After more than a decade of intensifying regulatory scrutiny, and calls for greater transparency across financial markets, it is striking that so many capital markets participants are still mired in compliance-related IT and data complexity without an end in sight. Ultimately, this is because they have not solved some fundamental trade data management issues and until they recognise and address this, their pain will not be alleviated.
There can be no clearer evidence of this than a new research report from bobsguide, in partnership with Inforalgo. The report explores the major compliance burdens facing market participants within some of the most prominent regulatory regimes, and how firms are dealing with them. Half of respondents were based in Europe, almost a third in North America, eight percent based in Africa and just over two percent in Asia.

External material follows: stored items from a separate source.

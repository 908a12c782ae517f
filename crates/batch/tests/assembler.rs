//! Integration tests: cache write, batch read, feature stacking.

use approx::assert_relative_eq;
use fmprep_array::{ArrayCollection, CoordinateMapper, LabeledArray, T, X, Y, Z};
use fmprep_batch::{BatchAssembler, BatchError, TaskConfig};
use fmprep_cache::{CacheError, CacheStore, UnitKey};
use fmprep_calendar::{Date, TimePeriod};
use fmprep_stats::StatsAccumulator;
use tempfile::{TempDir, tempdir};

const DAY0: f64 = 946_684_800.0; // 2000-01-01T00:00:00Z
const NT: usize = 8; // two days, 6-hourly
const LEVELS: [f64; 3] = [1000.0, 850.0, 500.0];
const LONS: [f64; 3] = [0.0, 90.0, 180.0];

fn times() -> Vec<f64> {
    (0..NT).map(|k| DAY0 + 21_600.0 * k as f64).collect()
}

fn canonical_unit() -> ArrayCollection {
    let t2m: Vec<f64> = (0..NT * 2 * 3).map(|v| 250.0 + v as f64).collect();
    let t2m = LabeledArray::from_vec("T2M", &[T, Y, X], &[NT, 2, 3], t2m)
        .unwrap()
        .with_coord(T, times())
        .unwrap()
        .with_coord(Y, vec![0.0, 1.0])
        .unwrap()
        .with_coord(X, LONS.to_vec())
        .unwrap();

    let mut temp = Vec::new();
    for _ in 0..NT {
        for &lev in &LEVELS {
            for _ in 0..6 {
                temp.push(lev / 4.0);
            }
        }
    }
    let temp = LabeledArray::from_vec("T", &[T, Z, Y, X], &[NT, 3, 2, 3], temp)
        .unwrap()
        .with_coord(T, times())
        .unwrap()
        .with_coord(Z, LEVELS.to_vec())
        .unwrap()
        .with_coord(Y, vec![0.0, 1.0])
        .unwrap()
        .with_coord(X, LONS.to_vec())
        .unwrap();

    let phis = LabeledArray::from_vec("PHIS", &[Y, X], &[2, 3], vec![9.81; 6])
        .unwrap()
        .with_coord(Y, vec![0.0, 1.0])
        .unwrap()
        .with_coord(X, LONS.to_vec())
        .unwrap();

    let mut unit = ArrayCollection::new().with(t2m).with(temp).with(phis);
    unit.set_attr("collection", "slv");
    unit
}

fn model_coords() -> CoordinateMapper {
    CoordinateMapper::from_pairs([(T, "time"), (Z, "level"), (Y, "lat"), (X, "lon")])
}

fn task() -> TaskConfig {
    TaskConfig::new()
        .with_collections(["slv"])
        .with_input_variables([
            ("2m_temperature", "T2M"),
            ("temperature", "T"),
            ("geopotential_at_surface", "PHIS"),
        ])
        .with_coords(model_coords())
        .with_levels(vec![850.0, 700.0])
}

fn cached() -> (TempDir, CacheStore) {
    let dir = tempdir().unwrap();
    let store = CacheStore::new(dir.path());
    let key = UnitKey::new(TimePeriod::month(2000, 1).unwrap()).with_collection("slv");
    store
        .process_unit::<_, CacheError>("v1", &key, false, || Ok(canonical_unit()))
        .unwrap();
    (dir, store)
}

fn day(d: u8) -> Date {
    Date::new(2000, 1, d).unwrap()
}

#[test]
fn timestep_restricted_to_day_and_renamed() {
    let (_dir, store) = cached();
    let assembler = BatchAssembler::new(store, "v1", task()).unwrap();
    let slice = assembler.load_timestep(day(2)).unwrap();

    let t2m = slice.get("2m_temperature").unwrap();
    assert_eq!(t2m.dims(), &["time", "lat", "lon"]);
    assert_eq!(t2m.len_of("time"), Some(4));
    assert_relative_eq!(t2m.coord_values("time").unwrap()[0], DAY0 + 86_400.0);

    let temp = slice.get("temperature").unwrap();
    assert_eq!(temp.coord_values("level").unwrap(), &[850.0, 700.0]);
    // 700 hPa resolves to the nearest cached level, 850 hPa
    assert_relative_eq!(temp.data()[[0, 1, 0, 0]], 850.0 / 4.0);
}

#[test]
fn batch_concatenates_time_and_keeps_constants_once() {
    let (_dir, store) = cached();
    let assembler = BatchAssembler::new(store, "v1", task()).unwrap();
    let batch = assembler.load_batch(day(1), day(2)).unwrap();

    assert_eq!(batch.get("2m_temperature").unwrap().len_of("time"), Some(NT));
    assert_eq!(batch.get("temperature").unwrap().shape(), &[NT, 2, 2, 3]);
    assert_eq!(batch.get("geopotential_at_surface").unwrap().dims(), &["lat", "lon"]);
}

#[test]
fn time_constants_are_averaged() {
    let (_dir, store) = cached();
    let task = task().with_constants(["2m_temperature"]);
    let assembler = BatchAssembler::new(store, "v1", task).unwrap();
    let slice = assembler.load_timestep(day(1)).unwrap();
    let t2m = slice.get("2m_temperature").unwrap();
    assert_eq!(t2m.dims(), &["lat", "lon"]);
    // steps 0..4 at cell (0, 0): 250 + 6k
    assert_relative_eq!(t2m.data()[[0, 0]], 250.0 + 9.0);
}

#[test]
fn feature_length_counts_levels() {
    let (_dir, store) = cached();
    let assembler = BatchAssembler::new(store, "v1", task()).unwrap();
    let batch = assembler.load_batch(day(1), day(2)).unwrap();
    let tensor = assembler.to_feature_array(&batch).unwrap();

    // T2M + PHIS + 2 levels of T
    assert_eq!(tensor.dims(), &["time", "lat", "lon", "feature"]);
    assert_eq!(tensor.shape(), &[NT, 2, 3, 4]);
    let labels = tensor.coord("feature").unwrap().labels().unwrap();
    assert_eq!(
        labels,
        ["2m_temperature", "geopotential_at_surface", "temperature.850", "temperature.700"]
    );
    // the constant is broadcast across time
    assert_relative_eq!(tensor.data()[[5, 1, 2, 1]], 9.81);
}

#[test]
fn derived_features_join_the_tensor() {
    let (_dir, store) = cached();
    let assembler = BatchAssembler::new(store, "v1", task()).unwrap();
    let batch = assembler.load_batch(day(1), day(1)).unwrap();
    let batch = assembler.add_derived_vars(batch).unwrap();

    let day_progress = batch.get("day_progress").unwrap();
    assert_eq!(day_progress.dims(), &["time", "lon"]);
    // 06:00 UTC at 90°E is local noon
    assert_relative_eq!(day_progress.data()[[1, 1]], 0.5, epsilon = 1e-12);
    assert_relative_eq!(batch.get("day_progress_cos").unwrap().data()[[0, 0]], 1.0);

    let tensor = assembler.to_feature_array(&batch).unwrap();
    assert_eq!(tensor.len_of("feature"), Some(4 + 6));
}

#[test]
fn derived_features_need_time_and_longitude() {
    let (_dir, store) = cached();
    let assembler = BatchAssembler::new(store, "v1", task()).unwrap();
    let batch = assembler.load_batch(day(1), day(1)).unwrap();

    let mut constants_only = ArrayCollection::new();
    constants_only.insert(batch.get("geopotential_at_surface").unwrap().clone());
    let err = assembler.add_derived_vars(constants_only).unwrap_err();
    assert!(matches!(err, BatchError::MissingCoordinate { ref name, .. } if name == "time"));
}

#[test]
fn inverse_rename_restores_canonical_names() {
    let (_dir, store) = cached();
    let task = task();
    let assembler = BatchAssembler::new(store, "v1", task.clone()).unwrap();
    let batch = assembler.load_batch(day(1), day(2)).unwrap();

    let back = task.variable_mapper().inverse().rename_variables(batch);
    let back = task.coords().inverse().apply_collection(back).unwrap();

    let original = canonical_unit();
    assert_eq!(back.names(), original.names());
    for array in back.iter() {
        assert_eq!(array.dims(), original.get(array.name()).unwrap().dims());
    }
}

#[test]
fn missing_unit_is_an_error() {
    let (_dir, store) = cached();
    let assembler = BatchAssembler::new(store, "v1", task()).unwrap();
    let err = assembler.load_timestep(Date::new(2000, 2, 1).unwrap()).unwrap_err();
    assert!(matches!(err, BatchError::Cache(CacheError::Missing { .. })));
}

#[test]
fn day_without_cached_steps_is_an_error() {
    let (_dir, store) = cached();
    let assembler = BatchAssembler::new(store, "v1", task()).unwrap();
    let err = assembler.load_timestep(day(5)).unwrap_err();
    match err {
        BatchError::NoTimesteps { collection, date, .. } => {
            assert_eq!(collection, "slv");
            assert_eq!(date, day(5).to_string());
        }
        other => panic!("unexpected error: {other}"),
    }
}

#[test]
fn norm_data_uses_model_names() {
    let (_dir, store) = cached();
    let mut acc = StatsAccumulator::new();
    for array in canonical_unit().iter() {
        acc.add_entry(array.name(), array).unwrap();
    }
    store.write_stats("v1", &acc).unwrap();

    let assembler = BatchAssembler::new(store, "v1", task()).unwrap();
    let norm = assembler.load_norm_data().unwrap();
    assert!(norm.mean.contains("2m_temperature"));
    let std = norm.std.get("temperature").unwrap();
    assert_eq!(std.dims(), &["level"]);
    assert_eq!(std.coord_values("level").unwrap(), &[850.0, 700.0]);
    // constants have no time differences
    assert!(!norm.std_diff.contains("geopotential_at_surface"));
    assert!(norm.std_diff.contains("2m_temperature"));
}
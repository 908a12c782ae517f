//! Error types for fmprep-preprocess.

/// Error type for all fallible operations in the fmprep-preprocess crate.
#[derive(Debug, thiserror::Error)]
pub enum PreprocessError {
    /// Returned when a unit task is malformed.
    #[error("invalid unit '{unit}': {reason}")]
    InvalidUnit {
        /// Unit key.
        unit: String,
        /// Description of the problem.
        reason: String,
    },

    /// Returned when the worker pool cannot be created.
    #[error("failed to build thread pool: {reason}")]
    ThreadPool {
        /// Description of the underlying failure.
        reason: String,
    },

    /// Source read error.
    #[error(transparent)]
    Io(#[from] fmprep_io::IoError),

    /// Resampling error.
    #[error(transparent)]
    Regrid(#[from] fmprep_regrid::RegridError),

    /// Statistics error.
    #[error(transparent)]
    Stats(#[from] fmprep_stats::StatsError),

    /// Cache error.
    #[error(transparent)]
    Cache(#[from] fmprep_cache::CacheError),

    /// Labeled-array error.
    #[error(transparent)]
    Array(#[from] fmprep_array::ArrayError),
}
//! Quantity types and their temporal aggregation.

use std::fmt;

use serde::{Deserialize, Serialize};

/// Whether a quantity averages or sums over time.
#[derive(Debug, Clone, Copy, PartialEq, Eq, Default, Serialize, Deserialize)]
#[serde(rename_all = "lowercase")]
pub enum QuantityType {
    /// State quantities (temperature, wind); aggregated by mean.
    #[default]
    Intensive,
    /// Accumulated quantities (precipitation); aggregated by sum.
    Extensive,
}

/// Temporal reduction applied within one bucket.
#[derive(Debug, Clone, Copy, PartialEq, Eq)]
pub enum Aggregation {
    /// NaN-skipping mean; an empty bucket is NaN.
    Mean,
    /// Sum of the valid samples scaled by `samples / valid`; a bucket
    /// without valid samples is NaN.
    Sum,
}

impl QuantityType {
    /// The aggregation for this quantity type.
    pub fn aggregation(self) -> Aggregation {
        match self {
            QuantityType::Intensive => Aggregation::Mean,
            QuantityType::Extensive => Aggregation::Sum,
        }
    }

    /// Tag stored in the `qtype` attribute.
    pub fn as_str(self) -> &'static str {
        match self {
            QuantityType::Intensive => "intensive",
            QuantityType::Extensive => "extensive",
        }
    }
}

impl fmt::Display for QuantityType {
    fn fmt(&self, f: &mut fmt::Formatter<'_>) -> fmt::Result {
        f.write_str(self.as_str())
    }
}

impl Aggregation {
    /// Applies the reduction to one bucket of samples.
    pub fn apply(self, samples: &[f64]) -> f64 {
        match self {
            Aggregation::Mean => fmprep_stats::nan_mean(samples),
            Aggregation::Sum => {
                let valid = samples.iter().filter(|v| !v.is_nan()).count();
                if valid == 0 {
                    return f64::NAN;
                }
                fmprep_stats::nan_sum(samples) * samples.len() as f64 / valid as f64
            }
        }
    }
}
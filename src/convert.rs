//! Pure conversion functions: TOML config structs -> crate API config types.

use anyhow::{Result, bail};

use fmprep_array::{CANONICAL_ORDER, CoordinateMapper};
use fmprep_batch::TaskConfig;
use fmprep_regrid::GridConfig;

use crate::config::*;

/// Builds a [`GridConfig`] from the TOML preprocess configuration.
pub fn build_grid_config(pre: &PreprocessToml) -> Result<GridConfig> {
    for axis in pre.dims.values() {
        if !CANONICAL_ORDER.contains(&axis.as_str()) {
            bail!("unknown canonical axis {axis:?} in [preprocess].dims (expected one of {CANONICAL_ORDER:?})");
        }
    }
    let mut cfg = GridConfig::new()
        .with_extensive(pre.extensive.iter().cloned())
        .with_dims(CoordinateMapper::new(pre.dims.clone()));
    if let Some(res) = pre.xres {
        cfg = cfg.with_xres(res);
    }
    if let Some(res) = pre.yres {
        cfg = cfg.with_yres(res);
    }
    if let Some([lo, hi]) = pre.xext {
        cfg = cfg.with_xext(lo, hi);
    }
    if let Some([lo, hi]) = pre.yext {
        cfg = cfg.with_yext(lo, hi);
    }
    if let Some(ref levels) = pre.levels {
        cfg = cfg.with_levels(levels.clone());
    }
    if let Some(hours) = pre.tstep_hours {
        if hours == 0 {
            bail!("[preprocess].tstep_hours must be positive");
        }
        cfg = cfg.with_tstep_seconds(i64::from(hours) * 3600);
    }
    cfg.validate()?;
    Ok(cfg)
}

/// Builds a [`TaskConfig`] from the TOML task configuration.
pub fn build_task_config(task: &TaskToml) -> Result<TaskConfig> {
    for axis in task.coords.keys() {
        if !CANONICAL_ORDER.contains(&axis.as_str()) {
            bail!("unknown canonical axis {axis:?} in [task].coords (expected one of {CANONICAL_ORDER:?})");
        }
    }
    let mut cfg = TaskConfig::new()
        .with_collections(task.collections.iter().cloned())
        .with_input_variables(task.input_variables.clone())
        .with_coords(CoordinateMapper::new(task.coords.clone()))
        .with_constants(task.constants.iter().cloned())
        .with_granularity(task.granularity);
    if let Some(ref levels) = task.levels {
        cfg = cfg.with_levels(levels.clone());
    }
    cfg.validate()?;
    Ok(cfg)
}
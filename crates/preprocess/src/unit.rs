//! Description of one unit of work.

use std::path::PathBuf;

use fmprep_array::{AttrValue, Attrs};
use fmprep_cache::UnitKey;
use fmprep_regrid::MONTH_ATTR;

/// One collection over one period: the raw files to read and the variables
/// to extract from them.
#[derive(Debug, Clone, PartialEq)]
pub struct UnitTask {
    key: UnitKey,
    files: Vec<PathBuf>,
    variables: Vec<String>,
    constant: bool,
}

impl UnitTask {
    /// Creates a task for `key` reading `variables` from `files`.
    ///
    /// Files are processed in sorted order regardless of input order.
    pub fn new<I, S>(key: UnitKey, files: Vec<PathBuf>, variables: I) -> Self
    where
        I: IntoIterator<Item = S>,
        S: Into<String>,
    {
        let mut files = files;
        files.sort();
        Self {
            key,
            files,
            variables: variables.into_iter().map(Into::into).collect(),
            constant: false,
        }
    }

    /// Marks the collection as time-invariant: only the first time step of
    /// each variable is kept.
    pub fn with_constant(mut self, constant: bool) -> Self {
        self.constant = constant;
        self
    }

    /// Returns the cache key.
    pub fn key(&self) -> &UnitKey {
        &self.key
    }

    /// Returns the raw files in processing order.
    pub fn files(&self) -> &[PathBuf] {
        &self.files
    }

    /// Returns the variables to extract.
    pub fn variables(&self) -> &[String] {
        &self.variables
    }

    /// Returns `true` for time-invariant collections.
    pub fn is_constant(&self) -> bool {
        self.constant
    }

    /// Provenance keys recorded on every variable of the unit.
    pub fn processing_attrs(&self, version: &str) -> Attrs {
        let period = self.key.period();
        let mut attrs = Attrs::new();
        attrs.insert("version".to_string(), AttrValue::from(version));
        attrs.insert("year".to_string(), AttrValue::from(period.year_value()));
        if let Some(m) = period.month_value() {
            attrs.insert(MONTH_ATTR.to_string(), AttrValue::from(m));
        }
        if let Some(d) = period.day_value() {
            attrs.insert("day".to_string(), AttrValue::from(d));
        }
        attrs
    }
}
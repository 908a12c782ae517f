//! Gap filling by linear interpolation and extrapolation along one axis.

use fmprep_array::LabeledArray;
use ndarray::{ArrayViewMut1, Axis};
use tracing::debug;

use crate::error::GapError;

/// Fills NaNs along `dim`.
///
/// Within each 1-D lane NaNs between valid samples are interpolated
/// linearly, and NaNs beyond the outermost valid samples are extrapolated
/// from the two nearest ones. A lane with a single valid sample is filled
/// with that value. Lanes are positioned by the coordinate of `dim`, or by
/// index without one. Arrays lacking `dim`, or without NaNs, are returned
/// unchanged.
///
/// # Errors
///
/// Returns [`GapError::ResidualNans`] if any lane has no valid sample.
///
/// # Example
///
/// ```
/// use fmprep_array::LabeledArray;
/// use fmprep_regrid::replace_nans;
///
/// let arr = LabeledArray::from_vec("v", &["y"], &[4], vec![f64::NAN, 1.0, f64::NAN, 3.0]).unwrap();
/// let filled = replace_nans(arr, "y").unwrap();
/// assert_eq!(filled.data().as_slice().unwrap(), &[0.0, 1.0, 2.0, 3.0]);
/// ```
pub fn replace_nans(mut array: LabeledArray, dim: &str) -> Result<LabeledArray, GapError> {
    let before = array.count_nan();
    if before == 0 {
        return Ok(array);
    }
    let Some(axis) = array.axis_of(dim) else {
        return Ok(array);
    };
    let len = array.shape()[axis];
    let positions: Vec<f64> = match array.coord_values(dim) {
        Some(v) => v.to_vec(),
        None => (0..len).map(|i| i as f64).collect(),
    };

    for lane in array.data_mut().lanes_mut(Axis(axis)) {
        fill_lane(lane, &positions);
    }

    let after = array.count_nan();
    if after > 0 {
        return Err(GapError::ResidualNans {
            variable: array.name().to_string(),
            dim: dim.to_string(),
            count: after,
        });
    }
    debug!(variable = array.name(), dim, filled = before, "filled gaps");
    Ok(array)
}

fn fill_lane(mut lane: ArrayViewMut1<f64>, xs: &[f64]) {
    let valid: Vec<usize> = (0..lane.len()).filter(|&i| !lane[i].is_nan()).collect();
    match valid.as_slice() {
        [] => {}
        [only] => {
            let v = lane[*only];
            lane.fill(v);
        }
        _ => {
            let line = |a: usize, b: usize, x: f64, lane: &ArrayViewMut1<f64>| {
                let span = xs[b] - xs[a];
                if span == 0.0 {
                    lane[a]
                } else {
                    lane[a] + (x - xs[a]) * (lane[b] - lane[a]) / span
                }
            };
            let n = valid.len();
            for i in 0..lane.len() {
                if !lane[i].is_nan() {
                    continue;
                }
                let hi = valid.partition_point(|&v| v < i);
                let (a, b) = if hi == 0 {
                    (valid[0], valid[1])
                } else if hi == n {
                    (valid[n - 2], valid[n - 1])
                } else {
                    (valid[hi - 1], valid[hi])
                };
                lane[i] = line(a, b, xs[i], &lane);
            }
        }
    }
}

#[cfg(test)]
mod tests {
    use super::*;
    use approx::assert_relative_eq;

    #[test]
    fn interpolates_and_extrapolates() {
        let arr = LabeledArray::from_vec(
            "v",
            &["y"],
            &[6],
            vec![f64::NAN, 2.0, f64::NAN, f64::NAN, 8.0, f64::NAN],
        )
        .unwrap();
        let out = replace_nans(arr, "y").unwrap();
        assert_eq!(out.data().as_slice().unwrap(), &[0.0, 2.0, 4.0, 6.0, 8.0, 10.0]);
    }

    #[test]
    fn uses_coordinate_positions() {
        let arr = LabeledArray::from_vec("v", &["y"], &[3], vec![0.0, f64::NAN, 10.0])
            .unwrap()
            .with_coord("y", vec![0.0, 1.0, 10.0])
            .unwrap();
        let out = replace_nans(arr, "y").unwrap();
        assert_relative_eq!(out.data()[[1]], 1.0);
    }

    #[test]
    fn single_valid_sample_fills_lane() {
        let arr =
            LabeledArray::from_vec("v", &["y"], &[3], vec![f64::NAN, 5.0, f64::NAN]).unwrap();
        let out = replace_nans(arr, "y").unwrap();
        assert_eq!(out.data().as_slice().unwrap(), &[5.0, 5.0, 5.0]);
    }

    #[test]
    fn lanes_are_independent() {
        // dims (y, x); fill along y per column
        let arr = LabeledArray::from_vec(
            "v",
            &["y", "x"],
            &[3, 2],
            vec![0.0, f64::NAN, f64::NAN, 1.0, 2.0, 3.0],
        )
        .unwrap();
        let out = replace_nans(arr, "y").unwrap();
        assert_eq!(out.data()[[1, 0]], 1.0);
        assert_eq!(out.data()[[0, 1]], -1.0);
    }

    #[test]
    fn all_nan_lane_is_an_error() {
        let arr = LabeledArray::from_vec("QV", &["y", "x"], &[2, 2], vec![1.0, f64::NAN, 2.0, f64::NAN])
            .unwrap();
        let err = replace_nans(arr, "y").unwrap_err();
        assert_eq!(
            err,
            GapError::ResidualNans {
                variable: "QV".to_string(),
                dim: "y".to_string(),
                count: 2
            }
        );
    }

    #[test]
    fn missing_axis_unchanged() {
        let arr = LabeledArray::from_vec("v", &["x"], &[2], vec![1.0, f64::NAN]).unwrap();
        let out = replace_nans(arr.clone(), "y").unwrap();
        assert_eq!(out.count_nan(), 1);
    }
}
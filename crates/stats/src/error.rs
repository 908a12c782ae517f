//! Error types for fmprep-stats.

/// Error type for all fallible operations in the fmprep-stats crate.
#[derive(Debug, Clone, PartialEq, thiserror::Error)]
pub enum StatsError {
    /// Returned when a statistic name is not recognised.
    #[error("unknown statistic '{name}'")]
    UnknownStatistic {
        /// The unrecognised name.
        name: String,
    },

    /// Returned when partial observations of one variable cannot be pooled
    /// because their shapes differ.
    #[error("cannot pool '{stat}' for '{variable}': {reason}")]
    IncompatibleObservations {
        /// Variable name.
        variable: String,
        /// Statistic name.
        stat: String,
        /// Description of the disagreement.
        reason: String,
    },

    /// Array error.
    #[error(transparent)]
    Array(#[from] fmprep_array::ArrayError),
}
//! Normalization statistics for the fmprep preprocessing pipeline.
//!
//! NaN-skipping moments over slices, plus a [`StatsAccumulator`] that records
//! weighted partial statistics per worker and pools them after merging.

mod accumulator;
mod error;
mod moments;
mod name;

pub use accumulator::{Observation, StatsAccumulator, StatsEntry};
pub use error::StatsError;
pub use moments::{nan_mean, nan_std, nan_sum, nan_var, weighted_mean, weighted_rms};
pub use name::StatName;
//! # fmprep-cache
//!
//! Deterministic, version-qualified cache of processed units and the
//! persisted normalization statistics.
//!
//! ## Architecture
//!
//! ```mermaid
//! graph LR
//!     A["UnitKey"] -->|"cache_filepath()"| B["{root}/{version}/{collection}/{period}.nc"]
//!     C["compute closure"] -->|"process_unit()"| D{"file exists?"}
//!     D -->|"yes, no reprocess"| E["Skipped"]
//!     D -->|"no"| F["temp file + rename"] --> G["Written"]
//!     H["StatsAccumulator"] -->|"write_stats()"| I["stats/mean.nc, std.nc, std_diff.nc"]
//! ```
//!
//! ## Quick Start
//!
//! ```no_run
//! use fmprep_array::{ArrayCollection, LabeledArray};
//! use fmprep_cache::{CacheError, CacheStore, UnitKey, UnitOutcome};
//! use fmprep_calendar::TimePeriod;
//!
//! let store = CacheStore::new("/data/cache");
//! let key = UnitKey::new(TimePeriod::month(2000, 1).unwrap()).with_collection("slv");
//! let outcome = store
//!     .process_unit::<_, CacheError>("v1", &key, false, || {
//!         let t2m = LabeledArray::from_vec("T2M", &["x"], &[2], vec![280.0, 281.0])?;
//!         Ok(ArrayCollection::new().with(t2m))
//!     })
//!     .unwrap();
//! assert!(matches!(outcome, UnitOutcome::Written(_) | UnitOutcome::Skipped(_)));
//! ```
//!
//! ## Modules
//!
//! | Module | Description |
//! |--------|-------------|
//! | `key` | `UnitKey` and path-component rules |
//! | `store` | `CacheStore`, `UnitOutcome`, atomic writes |
//! | `error` | Error types |

mod error;
mod key;
mod store;

pub use error::CacheError;
pub use key::{STATS_DIR, UnitKey};
pub use store::{CACHE_EXTENSION, CacheStore, UnitOutcome};
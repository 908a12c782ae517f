//! Named arrays sharing collection-level attributes.

use std::collections::BTreeMap;

use serde::{Deserialize, Serialize};

use crate::array::LabeledArray;
use crate::attrs::{AttrValue, Attrs};

/// The in-memory form of one NetCDF file: variables keyed by name plus
/// global attributes.
#[derive(Debug, Clone, Default, PartialEq, Serialize, Deserialize)]
pub struct ArrayCollection {
    variables: BTreeMap<String, LabeledArray>,
    attrs: Attrs,
}

impl ArrayCollection {
    /// Creates an empty collection.
    pub fn new() -> Self {
        Self::default()
    }

    /// Inserts a variable under its own name, replacing any previous one.
    pub fn insert(&mut self, array: LabeledArray) {
        self.variables.insert(array.name().to_string(), array);
    }

    /// Builder form of [`ArrayCollection::insert`].
    pub fn with(mut self, array: LabeledArray) -> Self {
        self.insert(array);
        self
    }

    /// Variable lookup.
    pub fn get(&self, name: &str) -> Option<&LabeledArray> {
        self.variables.get(name)
    }

    /// Removes a variable, returning it.
    pub fn remove(&mut self, name: &str) -> Option<LabeledArray> {
        self.variables.remove(name)
    }

    /// Returns `true` if a variable called `name` exists.
    pub fn contains(&self, name: &str) -> bool {
        self.variables.contains_key(name)
    }

    /// Variable names in sorted order.
    pub fn names(&self) -> Vec<&str> {
        self.variables.keys().map(String::as_str).collect()
    }

    /// Iterates variables in name order.
    pub fn iter(&self) -> impl Iterator<Item = &LabeledArray> {
        self.variables.values()
    }

    /// Number of variables.
    pub fn len(&self) -> usize {
        self.variables.len()
    }

    /// Returns `true` if there are no variables.
    pub fn is_empty(&self) -> bool {
        self.variables.is_empty()
    }

    /// Global attributes.
    pub fn attrs(&self) -> &Attrs {
        &self.attrs
    }

    /// Sets one global attribute.
    pub fn set_attr(&mut self, key: impl Into<String>, value: impl Into<AttrValue>) {
        self.attrs.insert(key.into(), value.into());
    }

    /// Merges global attributes, overriding existing keys.
    pub fn update_attrs(&mut self, attrs: &Attrs) {
        for (k, v) in attrs {
            self.attrs.insert(k.clone(), v.clone());
        }
    }

    /// Keeps only the variables for which `keep` returns `true`.
    pub fn retain(&mut self, mut keep: impl FnMut(&LabeledArray) -> bool) {
        self.variables.retain(|_, v| keep(v));
    }
}

impl IntoIterator for ArrayCollection {
    type Item = LabeledArray;
    type IntoIter = std::collections::btree_map::IntoValues<String, LabeledArray>;

    fn into_iter(self) -> Self::IntoIter {
        self.variables.into_values()
    }
}

impl FromIterator<LabeledArray> for ArrayCollection {
    fn from_iter<I: IntoIterator<Item = LabeledArray>>(iter: I) -> Self {
        let mut c = Self::new();
        for a in iter {
            c.insert(a);
        }
        c
    }
}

The findings are fresh too: the survey was conducted between September and November 2019, at a time when the Consolidated Audit Trail loomed large for trading entities, adding to what still felt like an enormous compliance workload for those affected. And many are still reeling from the introduction of the Markets in Financial Instruments Directive (Mifid II) – two years ago. Almost 70 percent of those surveyed said that of all the recent regulatory demands, this had had the most significant impact on their firm over the last 12 months.
Same complaints, different context
What strikes me most about the findings, however, is that they tell a story that hasn’t changed over the years – namely that regulatory compliance is a huge headache, an unsustainable cost, and something which steals resources from the business. On a scale of one to ten – with ten being most concern, one being no concern at all – over half of the respondents rated operational cost and risk linked to compliance as eight or above (no-one rated this as a non-issue). And three-quarters scored the associated demand on resources along the upper end of the scale.
Market participants have clearly had enough – lamenting that new rules and updated requirements keep coming, and that timeframes for compliance seem to be getting tighter – and they are struggling to keep up.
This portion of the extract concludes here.